NEW YORK -- The federal government will work with New York to ramp up the hard-hit state's testing capacity as it seeks a road to recovery via extensive antibody screening, U.S. President Donald Trump said Tuesday after meeting with Gov. Andrew Cuomo at the White House.

"I had a very productive meeting with Gov. Cuomo ... to discuss his statewide testing strategy and how we can work together to help expand it with the goal of doubling testing in the next few weeks," Trump said at the daily White House coronavirus briefing.

"The federal government will work along with the state on the national manufacturers and distributors," Trump said, expressing a hope that this model will work with other states as well.

The Food and Drug Administration has authorized more than 50 diagnostic tests, Trump said, including one that patients can take home.

"We also have four different antibody tests already authorized," he said.

Trump's commitment to cooperation with New York came after Cuomo called on the federal government for help in its effort to expand testing.

"I agree with the federal government's position" that states should be in charge of testing, but "where it gets hard is when the labs that I regulate say, 'The manufacturers are the problem,'" Cuomo said earlier Tuesday before heading down to Washington.

"Then I call the manufacturers and the manufacturers say, 'I can't do it because it's an international problem,'" he said.

"That piece is where the federal government can help us," said Cuomo, who called on it to "figure out South Korea and China and international supply issues, rather than have 50 states now figure out ... how to buy tests in South Korea."

New York state, now on a descent from its coronavirus apex, accounts for roughly a third of confirmed cases in the U.S. Its count topped a quarter million Tuesday, including more than 18,000 deaths, less than two months after its first case was reported.
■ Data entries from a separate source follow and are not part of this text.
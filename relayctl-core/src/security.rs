//! Command authentication and challenge/response identity proof.
//!
//! Two independent keys:
//! - the shared secret, provisioned out of band, authenticates commands from any
//!   controller to any actor;
//! - the session key, regenerated every boot, binds a challenge response to one
//!   running actor.
//!
//! All tag comparisons are constant time.

use std::fmt;

use hmac::digest::{Key, KeyInit, Output};
use hmac::{Hmac, Mac};
use rand::rngs::OsRng;
use rand::RngCore;
use sha2::{Digest, Sha256};
use subtle::ConstantTimeEq;
use zeroize::{Zeroize, ZeroizeOnDrop, Zeroizing};

use crate::protocol::{Challenge, MessageHeader, Tag, CHALLENGE_LEN, TAG_LEN};

type HmacSha256 = Hmac<Sha256>;

/// SHA-256 input block size; HMAC keys are normalized to this length.
const BLOCK_LEN: usize = 64;

/// Length of both key components.
pub const KEY_LEN: usize = 32;

/// Long-term pre-shared secret (32 bytes). Immutable after provisioning.
#[derive(Clone, Zeroize, ZeroizeOnDrop)]
pub struct SharedSecret([u8; KEY_LEN]);

impl SharedSecret {
    pub fn from_bytes(bytes: [u8; KEY_LEN]) -> Self {
        SharedSecret(bytes)
    }

    /// Accept a secret given as exactly 32 bytes of text (the provisioning format
    /// used by existing deployments).
    pub fn from_passphrase(passphrase: &str) -> Result<Self, SecurityError> {
        let bytes: [u8; KEY_LEN] =
            passphrase
                .as_bytes()
                .try_into()
                .map_err(|_| SecurityError::SecretLength {
                    expected: KEY_LEN,
                    actual: passphrase.len(),
                })?;
        Ok(SharedSecret(bytes))
    }

    fn as_bytes(&self) -> &[u8; KEY_LEN] {
        &self.0
    }
}

impl fmt::Debug for SharedSecret {
    fn fmt(&self, f: &mut fmt::Formatter<'_>) -> fmt::Result {
        f.write_str("SharedSecret(..)")
    }
}

/// Per-boot random key used only in the challenge/response exchange.
#[derive(Clone, Zeroize, ZeroizeOnDrop)]
pub struct SessionKey([u8; KEY_LEN]);

impl SessionKey {
    pub fn generate() -> Self {
        let mut key = [0u8; KEY_LEN];
        OsRng.fill_bytes(&mut key);
        SessionKey(key)
    }

    pub fn from_bytes(bytes: [u8; KEY_LEN]) -> Self {
        SessionKey(bytes)
    }

    pub fn as_bytes(&self) -> &[u8; KEY_LEN] {
        &self.0
    }
}

impl PartialEq for SessionKey {
    fn eq(&self, other: &Self) -> bool {
        self.0.ct_eq(&other.0).into()
    }
}

impl Eq for SessionKey {}

impl fmt::Debug for SessionKey {
    fn fmt(&self, f: &mut fmt::Formatter<'_>) -> fmt::Result {
        f.write_str("SessionKey(..)")
    }
}

/// HMAC-SHA256 over `message`. Pure; no protocol logic. Any key length is accepted:
/// keys longer than a block are hashed first, shorter ones are zero-padded.
pub fn compute_tag(key: &[u8], message: &[u8]) -> Tag {
    let mut block = Zeroizing::new([0u8; BLOCK_LEN]);
    if key.len() > BLOCK_LEN {
        let digest: Output<Sha256> = Sha256::digest(key);
        block[..digest.len()].copy_from_slice(&digest);
    } else {
        block[..key.len()].copy_from_slice(key);
    }
    let mut mac = <HmacSha256 as KeyInit>::new(Key::<HmacSha256>::from_slice(&block[..]));
    mac.update(message);
    let out = mac.finalize().into_bytes();
    let mut tag = [0u8; TAG_LEN];
    tag.copy_from_slice(&out);
    tag
}

fn tags_match(expected: &Tag, presented: &Tag) -> bool {
    expected.ct_eq(presented).into()
}

/// Key material for the identity proof: session key followed by shared secret.
fn proof_key(session_key: &SessionKey, shared: &SharedSecret) -> Zeroizing<[u8; 2 * KEY_LEN]> {
    let mut key = Zeroizing::new([0u8; 2 * KEY_LEN]);
    key[..KEY_LEN].copy_from_slice(session_key.as_bytes());
    key[KEY_LEN..].copy_from_slice(shared.as_bytes());
    key
}

/// Security service for one node: owns the shared secret and this node's session key.
pub struct Security {
    shared: SharedSecret,
    session_key: SessionKey,
}

impl Security {
    /// New service with a fresh random session key.
    pub fn new(shared: SharedSecret) -> Self {
        Self::with_session_key(shared, SessionKey::generate())
    }

    pub fn with_session_key(shared: SharedSecret, session_key: SessionKey) -> Self {
        Self {
            shared,
            session_key,
        }
    }

    /// This node's session key. Hosts export it out of band so a controller can
    /// verify challenge responses.
    pub fn session_key(&self) -> &SessionKey {
        &self.session_key
    }

    pub fn generate_nonce(&self) -> u32 {
        OsRng.next_u32()
    }

    /// Tag for a command: HMAC(shared_secret, header bytes).
    pub fn authenticate_command(&self, header: &MessageHeader) -> Tag {
        compute_tag(self.shared.as_bytes(), &header.to_bytes())
    }

    pub fn verify_command(&self, header: &MessageHeader, tag: &Tag) -> bool {
        tags_match(&self.authenticate_command(header), tag)
    }

    pub fn issue_challenge(&self) -> Challenge {
        let mut challenge = [0u8; CHALLENGE_LEN];
        OsRng.fill_bytes(&mut challenge);
        challenge
    }

    /// Response = HMAC(session_key || shared_secret, challenge).
    pub fn respond_to_challenge(&self, challenge: &Challenge) -> Tag {
        let key = proof_key(&self.session_key, &self.shared);
        compute_tag(&key[..], challenge)
    }

    /// Recompute the response with the session key believed to belong to the responder.
    pub fn verify_response(
        &self,
        challenge: &Challenge,
        response: &Tag,
        claimed_session_key: &SessionKey,
    ) -> bool {
        let key = proof_key(claimed_session_key, &self.shared);
        tags_match(&compute_tag(&key[..], challenge), response)
    }
}

impl fmt::Debug for Security {
    fn fmt(&self, f: &mut fmt::Formatter<'_>) -> fmt::Result {
        f.debug_struct("Security").finish_non_exhaustive()
    }
}

#[derive(Debug, thiserror::Error)]
pub enum SecurityError {
    #[error("shared secret must be {expected} bytes, got {actual}")]
    SecretLength { expected: usize, actual: usize },
}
The state is starting to plan its reopening by region. But "planning the reopening is just that -- plan the reopening," Cuomo warned Tuesday. Last week, he extended the state's stay-at-home order to May 15.
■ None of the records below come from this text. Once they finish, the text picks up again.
//! Authenticated relay command and discovery protocol.
//! Host-driven: no I/O; the host feeds frames and ticks, engines send through a `Transport`.

pub mod actor;
pub mod config;
pub mod controller;
pub mod discovery;
pub mod nonce;
pub mod protocol;
pub mod security;
pub mod transport;
pub mod wire;

/// C ABI for firmware and other non-Rust hosts.
pub mod ffi;

pub use actor::{Actor, ActorState, AlwaysEnabled, EnableInput, UpdateError, UpdateManager};
pub use config::ProtocolConfig;
pub use controller::{CommandError, Controller, ControllerState};
pub use discovery::{DiscoveredPeer, DiscoveryRegistry, OtaReadiness, PeerAuth};
pub use nonce::NonceRegistry;
pub use protocol::{Message, MessageHeader, MsgType, PeerId, Target};
pub use security::{Security, SecurityError, SessionKey, SharedSecret};
pub use transport::{LinkAddress, Transport};
pub use wire::{decode_frame, encode_frame, FrameDecodeError, FrameEncodeError, MAX_FRAME_LEN};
As New York state prepared for the apex, Cuomo repeatedly criticized the federal government as slow to provide hard-hit states with personal protective equipment and ventilators.

Republican leader Trump has fired back, tweeting that the Democratic governor should "Stop talking!" and accusing the state of being unprepared.
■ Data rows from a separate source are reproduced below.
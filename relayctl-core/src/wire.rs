//! Framing: one message per datagram, bincode payload, exact size per message type.
//!
//! There is no length prefix. The receiver reads the type byte, then requires
//! the datagram to be exactly the size of that type before decoding anything.

use crate::protocol::{Message, MessageHeader, MsgType, CHALLENGE_LEN, HEADER_LEN, TAG_LEN};

/// Largest datagram the radio link carries.
pub const MAX_FRAME_LEN: usize = 250;

/// Exact encoded size of a message of type `t`, header included.
pub const fn frame_len(t: MsgType) -> usize {
    HEADER_LEN
        + match t {
            MsgType::Beacon => 3,
            MsgType::Challenge => CHALLENGE_LEN,
            MsgType::Response | MsgType::RelayToggle | MsgType::OtaPrepare => TAG_LEN,
            MsgType::RelayState => 1,
            MsgType::OtaAck | MsgType::OtaAbort | MsgType::Ping | MsgType::Pong => 0,
        }
}

/// Encode a message into a single datagram.
pub fn encode_frame(msg: &Message) -> Result<Vec<u8>, FrameEncodeError> {
    let header = msg.header();
    let kind = msg.msg_type();
    if header.msg_type != kind as u8 {
        return Err(FrameEncodeError::TypeMismatch {
            header: header.msg_type,
            variant: kind as u8,
        });
    }
    let out = match msg {
        Message::Beacon {
            header,
            sender_id,
            relay_state,
            signal_quality,
        } => bincode::serialize(&(header, sender_id, relay_state, signal_quality)),
        Message::Challenge { header, challenge } => bincode::serialize(&(header, challenge)),
        Message::Response { header, response } => bincode::serialize(&(header, response)),
        Message::RelayToggle { header, tag } | Message::OtaPrepare { header, tag } => {
            bincode::serialize(&(header, tag))
        }
        Message::RelayState {
            header,
            relay_state,
        } => bincode::serialize(&(header, relay_state)),
        Message::OtaAck { header }
        | Message::OtaAbort { header }
        | Message::Ping { header }
        | Message::Pong { header } => bincode::serialize(header),
    }?;
    debug_assert_eq!(out.len(), frame_len(kind));
    Ok(out)
}

/// Error encoding a message into a frame.
#[derive(Debug, thiserror::Error)]
pub enum FrameEncodeError {
    #[error("encode error: {0}")]
    Encode(#[from] bincode::Error),
    #[error("header type {header:#04x} does not match message variant {variant:#04x}")]
    TypeMismatch { header: u8, variant: u8 },
}

/// Decode one datagram. Anything that is not exactly one well-formed message is rejected.
pub fn decode_frame(bytes: &[u8]) -> Result<Message, FrameDecodeError> {
    if bytes.len() < HEADER_LEN {
        return Err(FrameDecodeError::TooShort(bytes.len()));
    }
    if bytes.len() > MAX_FRAME_LEN {
        return Err(FrameDecodeError::TooLarge(bytes.len()));
    }
    let kind = MsgType::from_u8(bytes[0]).ok_or(FrameDecodeError::UnknownType(bytes[0]))?;
    let expected = frame_len(kind);
    if bytes.len() != expected {
        return Err(FrameDecodeError::LengthMismatch {
            msg_type: bytes[0],
            expected,
            actual: bytes.len(),
        });
    }
    let msg = match kind {
        MsgType::Beacon => {
            let (header, sender_id, relay_state, signal_quality) =
                bincode::deserialize::<(MessageHeader, u8, bool, i8)>(bytes)?;
            Message::Beacon {
                header,
                sender_id,
                relay_state,
                signal_quality,
            }
        }
        MsgType::Challenge => {
            let (header, challenge) = bincode::deserialize(bytes)?;
            Message::Challenge { header, challenge }
        }
        MsgType::Response => {
            let (header, response) = bincode::deserialize(bytes)?;
            Message::Response { header, response }
        }
        MsgType::RelayToggle => {
            let (header, tag) = bincode::deserialize(bytes)?;
            Message::RelayToggle { header, tag }
        }
        MsgType::OtaPrepare => {
            let (header, tag) = bincode::deserialize(bytes)?;
            Message::OtaPrepare { header, tag }
        }
        MsgType::RelayState => {
            let (header, relay_state) = bincode::deserialize(bytes)?;
            Message::RelayState {
                header,
                relay_state,
            }
        }
        MsgType::OtaAck => Message::OtaAck {
            header: bincode::deserialize(bytes)?,
        },
        MsgType::OtaAbort => Message::OtaAbort {
            header: bincode::deserialize(bytes)?,
        },
        MsgType::Ping => Message::Ping {
            header: bincode::deserialize(bytes)?,
        },
        MsgType::Pong => Message::Pong {
            header: bincode::deserialize(bytes)?,
        },
    };
    Ok(msg)
}

/// Error decoding a frame. Callers drop the frame; the variant is for local logging only.
#[derive(Debug, thiserror::Error)]
pub enum FrameDecodeError {
    #[error("frame shorter than header ({0} bytes)")]
    TooShort(usize),
    #[error("frame too large ({0} bytes)")]
    TooLarge(usize),
    #[error("unknown message type {0:#04x}")]
    UnknownType(u8),
    #[error("message type {msg_type:#04x} expects {expected} bytes, got {actual}")]
    LengthMismatch {
        msg_type: u8,
        expected: usize,
        actual: usize,
    },
    #[error("decode error: {0}")]
    Decode(#[from] bincode::Error),
}

#[cfg(test)]
mod tests {
    use super::*;
    use crate::protocol::{PeerId, Target};

    fn header(t: MsgType) -> MessageHeader {
        MessageHeader::new(t, PeerId::new(1).unwrap(), Target::All, 1000, 0xA5A5_0001)
    }

    fn sample_beacon() -> Message {
        Message::Beacon {
            header: header(MsgType::Beacon),
            sender_id: 1,
            relay_state: true,
            signal_quality: -61,
        }
    }

    #[test]
    fn frame_sizes_match_packed_layout() {
        assert_eq!(frame_len(MsgType::Beacon), 14);
        assert_eq!(frame_len(MsgType::Challenge), 27);
        assert_eq!(frame_len(MsgType::Response), 43);
        assert_eq!(frame_len(MsgType::RelayToggle), 43);
        assert_eq!(frame_len(MsgType::RelayState), 12);
        assert_eq!(frame_len(MsgType::OtaPrepare), 43);
        assert_eq!(frame_len(MsgType::OtaAck), 11);
        assert_eq!(frame_len(MsgType::Ping), 11);
    }

    #[test]
    fn roundtrip_beacon() {
        let msg = sample_beacon();
        let frame = encode_frame(&msg).unwrap();
        assert_eq!(frame.len(), 14);
        assert_eq!(frame[0], MsgType::Beacon as u8);
        assert_eq!(frame[13], (-61i8) as u8);
        assert_eq!(decode_frame(&frame).unwrap(), msg);
    }

    #[test]
    fn roundtrip_relay_toggle() {
        let msg = Message::RelayToggle {
            header: header(MsgType::RelayToggle),
            tag: [7u8; 32],
        };
        let frame = encode_frame(&msg).unwrap();
        assert_eq!(&frame[..HEADER_LEN], &msg.header().to_bytes()[..]);
        assert_eq!(&frame[HEADER_LEN..], &[7u8; 32][..]);
        assert_eq!(decode_frame(&frame).unwrap(), msg);
    }

    #[test]
    fn short_frame_rejected() {
        let frame = encode_frame(&sample_beacon()).unwrap();
        assert!(matches!(
            decode_frame(&frame[..5]),
            Err(FrameDecodeError::TooShort(5))
        ));
    }

    #[test]
    fn length_mismatch_rejected() {
        let mut frame = encode_frame(&sample_beacon()).unwrap();
        frame.push(0);
        assert!(matches!(
            decode_frame(&frame),
            Err(FrameDecodeError::LengthMismatch {
                expected: 14,
                actual: 15,
                ..
            })
        ));
        frame.truncate(13);
        assert!(matches!(
            decode_frame(&frame),
            Err(FrameDecodeError::LengthMismatch { .. })
        ));
    }

    #[test]
    fn unknown_type_rejected() {
        let mut frame = encode_frame(&Message::Ping {
            header: header(MsgType::Ping),
        })
        .unwrap();
        frame[0] = 0x02;
        assert!(matches!(
            decode_frame(&frame),
            Err(FrameDecodeError::UnknownType(0x02))
        ));
    }

    #[test]
    fn invalid_bool_rejected() {
        let mut frame = encode_frame(&Message::RelayState {
            header: header(MsgType::RelayState),
            relay_state: false,
        })
        .unwrap();
        frame[HEADER_LEN] = 2;
        assert!(matches!(
            decode_frame(&frame),
            Err(FrameDecodeError::Decode(_))
        ));
    }

    #[test]
    fn oversized_frame_rejected() {
        let frame = vec![MsgType::Ping as u8; MAX_FRAME_LEN + 1];
        assert!(matches!(
            decode_frame(&frame),
            Err(FrameDecodeError::TooLarge(_))
        ));
    }

    #[test]
    fn mismatched_header_type_not_encoded() {
        let msg = Message::OtaAck {
            header: header(MsgType::Ping),
        };
        assert!(matches!(
            encode_frame(&msg),
            Err(FrameEncodeError::TypeMismatch { .. })
        ));
    }
}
The two men have also sparred over when to unfreeze the economy and who can make such a decision. After Trump claimed April 13 that "when somebody's the president of the United States, the authority is total" over states on this matter, Cuomo was quick to point out that the president is not a king and to warn of more deaths should lockdowns end prematurely. Legal scholars said the federal government lacks the authority to make states lift such measures.

"Nobody disagrees that we want to get out of this situation -- nobody," Cuomo said in his Monday briefing. "You don't need protests to convince anyone in this country that we have to get back to work and we have to get the economy going and we have to get out of our homes."

His remarks came in apparent response to protests calling for an immediate reopening in such stay-at-home states as Michigan.

Trump tweeted "LIBERATE MICHIGAN!" this past Friday in a move seen as encouraging protests against the state's lockdown, despite having reportedly told governors the day before that they would decide when to open their states back up for business.

Michigan has more than 32,000 confirmed COVID-19 cases and a death toll of at least 2,700 -- higher than even California, the most populous state and one of the first to record a coronavirus case.

Dr. Deborah Birx, a health official on the White House coronavirus task force, said that the Detroit metropolitan area, the epicenter of Michigan's outbreak, "is doing quite well with significant declines," and that such other hot spots as New Orleans, Louisiana, are improving.